First, it had a Hindu ruler, Maharaja Hari Singh, while its majority population was Muslim. Next, it is the northernmost geographical region of the Indian subcontinent and strategically therefore of great significance to both India and Pakistan. Third, as the Maharaja prevaricated, an unwritten principle came to be established namely that if the ruler was of one faith and his citizenry of another, then the will of the people had to be ascertained. Into this twisted tale comes this larger than life character, Shaikh Abdullah.

Abdullah was a complicated man. Initially an Islamist, he slowly grew into a secularist. He was ambitious, wily and a fierce defender of Kashmiri identity rooted in diversity and syncretism. He was the Maharaja’s bête noire, one a progressive, and the other a feudal ruler. Shaikh Abdullah was also Kashmir’s biggest mass leader, the lion of Kashmir, and a great admirer of Nehru; indeed their friendship preceded the turbulent times of the partition. And though the Maharaja signed the Instrument of Accession in 1947, it was Abdullah’s steadfast support that helped India seal the deal on Kashmir

The accession came with caveats, namely granting of special status to Kashmir and Article 370 and 35A being the constitutional provisions for this special relationship. Pakistan contested the accession and went to war with India. Consequently, Kashmir was divided, a stalemate reached and a ceasefire line established. This dispute then got referred to the UN and India offered to hold a plebiscite, but since the conditions for holding the plebiscite were never fulfilled by Pakistan, this exercise was never carried out. Meanwhile, India having held elections in its part of Kashmir and ascertained the will of the people repeatedly ruled out the need for a plebiscite. Unsurprisingly Pakistan disputes most of this.

The argument is that if Nehru had not offered a plebiscite and not referred this dispute to the UN, and had instead allowed the Indian Army to occupy the entire princely state of Kashmir, this albatross of a dispute could have been avoided. Indeed it is speculated that Patel advised Nehru exactly that and had he been the Prime Minister, this imbroglio would not have arisen.

This is a mischievous retelling of the story but even if this were true, Abdullah would not have endorsed the accession which without Abdullah’s validation would have been a worthless piece of paper. It was on account of Nehru that Shaikh Abdullah threw his lot with India. He fervently believed that India under Nehru would not renege on its promises and would hold fast to its creed ‘unity in diversity’. He did not have that confidence in any other Indian leader. Next, the decision to halt the Indian Army at the current ceasefire line was because Abdullah’s sway over the Kashmiris did not extend beyond this point.

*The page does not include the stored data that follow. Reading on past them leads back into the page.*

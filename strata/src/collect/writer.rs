// src/collect/writer.rs
//
// Persist one run's metrics as a run file the collector can read back.
// Identity columns are written under the raw simulation output names.

use std::collections::BTreeMap;
use std::fs;
use std::path::{Path, PathBuf};

use serde_json::{Map, Number, Value};
use tracing::debug;

use crate::error::{Error, Result};

use super::{
    RunFormat, RunIdentity, OUTPUT_INPUT_DRAW_COLUMN, OUTPUT_RANDOM_SEED_COLUMN,
    OUTPUT_SCENARIO_COLUMN,
};

#[derive(Debug, Clone, Copy)]
pub struct RunWriter {
    format: RunFormat,
}

impl RunWriter {
    pub fn new(format: RunFormat) -> Self {
        Self { format }
    }

    /// File name used for a run: `draw_{d}_seed_{s}_{scenario}.{ext}`.
    pub fn file_name(&self, identity: &RunIdentity) -> String {
        format!(
            "draw_{}_seed_{}_{}.{}",
            identity.input_draw,
            identity.random_seed,
            identity.scenario,
            self.format.extension()
        )
    }

    /// Write `metrics` for `identity` into `dir`, returning the file path.
    pub fn write(
        &self,
        dir: &Path,
        identity: &RunIdentity,
        metrics: &BTreeMap<String, f64>,
    ) -> Result<PathBuf> {
        fs::create_dir_all(dir).map_err(|e| Error::io(dir, e))?;

        let mut row = Map::new();
        row.insert(OUTPUT_INPUT_DRAW_COLUMN.into(), identity.input_draw.into());
        row.insert(OUTPUT_RANDOM_SEED_COLUMN.into(), identity.random_seed.into());
        row.insert(
            OUTPUT_SCENARIO_COLUMN.into(),
            Value::String(identity.scenario.clone()),
        );
        for (column, value) in metrics {
            let number = Number::from_f64(*value).ok_or_else(|| Error::Serialize {
                what: format!("column '{column}'"),
                reason: format!("{value} is not a finite number"),
            })?;
            row.insert(column.clone(), Value::Number(number));
        }
        let row = Value::Object(row);

        let bytes = match self.format {
            RunFormat::Json => serde_json::to_vec(&row).map_err(|e| Error::Serialize {
                what: "run file".to_string(),
                reason: e.to_string(),
            })?,
            RunFormat::MessagePack => rmp_serde::to_vec(&row).map_err(|e| Error::Serialize {
                what: "run file".to_string(),
                reason: e.to_string(),
            })?,
        };

        let path = dir.join(self.file_name(identity));
        fs::write(&path, bytes).map_err(|e| Error::io(&path, e))?;
        debug!(path = %path.display(), columns = metrics.len(), "wrote run file");
        Ok(path)
    }
}
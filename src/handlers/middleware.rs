use axum::{
    extract::{Request, State},
    middleware::Next,
    response::IntoResponse,
};
use http::{header, StatusCode};
use std::sync::Arc;

use crate::{
    models::{error::Error, jwt::Session},
    utils::{jwt::jwt_decode, state::AppState},
};

/// Decodes an optional bearer token into a [`Session`] extension. A request
/// without a token continues as anonymous; an invalid token is rejected.
pub async fn session_middleware(
    State(state): State<Arc<AppState>>,
    mut req: Request,
    next: Next,
) -> Result<impl IntoResponse, Error> {
    let token = req
        .headers()
        .get(header::AUTHORIZATION)
        .and_then(|h| h.to_str().ok())
        .and_then(|h| h.strip_prefix("Bearer "));

    let session = match token {
        Some(token) => Session::from(jwt_decode(token, &state.config.jwt_secret)?),
        None => Session::anonymous(),
    };

    req.extensions_mut().insert(session);

    Ok(next.run(req).await)
}

pub async fn require_user(req: Request, next: Next) -> Result<impl IntoResponse, Error> {
    req.extensions()
        .get::<Session>()
        .and_then(Session::user)
        .ok_or((StatusCode::UNAUTHORIZED, "Missing Bearer token"))?;

    Ok(next.run(req).await)
}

Sardar Patel was in some ways greater than Nehru, but Kashmir’s accession needed Nehru, and Nehru needed Abdullah to win over the Kashmiris. Next, authenticated documents confirm that Patel concurred not only with the terms of the accession but was prepared at one stage to barter Kashmir for Hyderabad. These two outstanding leaders had major differences but their love for India united them. Let no one tell you otherwise.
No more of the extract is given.